Monday, May 18, 2015

iMac is Down Hard and Cannot Survive a Boot - Updated

WD SmartWare is at the center of this.  The uninstaller failed and there were twenty-three files remaining.  Those were deleted manually and now the iMac crashes a few seconds after booting.

Yah, yah, I know.  Bring it up in Safe Mode.  I should get this damn thing a wheelchair.

This comes to you from the laptop via WiFi.  It is not usable except for extreme situations.  Now you know it is extreme and I will get back to trying to fix it.

(Infer your own editorial for how tired I am of things that don't work, declining standards, and people who don't give a shit about quality.)


Update:

There is a secondary component to WD SmartWare and that's it's Quickview control panel.  That remained in the system and was deleted while in Safe Mode.

Fear is the mind-killer but anger puts it up against the wall.  If I learned anything at all from my ol' Dad, it was about winning.  Nothing else counts.  It also has to be a clean win or it doesn't count anyway.

The computer now starts and appears stable.  As we've seen from recent weeks, stability is quite the illusion.

If you don't hate Yosemite 10.10.3 yet, don't worry ... you will.


Continuing:

Kensington TrackBallWorks software has been removed thus disabled the track ball.  This is a significant degradation of function as the pointer device is a trackpad and that thing is strictly for laptops and people who paint with their fingers.

Apple triggered compatibility problems and thus owns them.  I might be more sympathetic if there had been the faintest hint of a warning that 10.10.3 would cause so many problems.


Post-Crash:

This is after deleting Finder Preferences as one of the witch doctors said that had solved problems some had seen with Yosemite 10.10.3.  Did that.  It crashed the moment the Finder came up.

Came up in Safe Mode.  Finder is fine.  Restart back to the normal system and everything is peachy again.

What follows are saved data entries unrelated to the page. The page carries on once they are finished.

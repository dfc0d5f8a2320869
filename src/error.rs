//! Error types for pattern construction.
//!
//! Matching itself never fails: a line either satisfies a pattern or it
//! does not. The only errors are misbuilt patterns, reported eagerly.

use thiserror::Error;

// ============================================================================
// Pattern Errors (construction)
// ============================================================================

/// A pattern that could never be meaningfully evaluated.
#[derive(Debug, Clone, PartialEq, Eq, Error)]
pub enum PatternError {
    #[error("pattern must accept at least one command")]
    EmptyCommands,

    #[error("alternation must hold at least one pattern")]
    EmptyAlternation,
}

There's another witch doctor going on about Google Keystone and it 'secret updater software' and there's validity to the charge as it's running on your system now if you ever started Google Chrome.  The software runs in the background to update Google Software but do you recall them telling you they are doing this?

It does no harm to get rid of it and it will only be replaced if you start Google Chrome again.  I don't as it's slow, clunky and annoying.  Safari is fast ... so long as it doesn't hit the wall.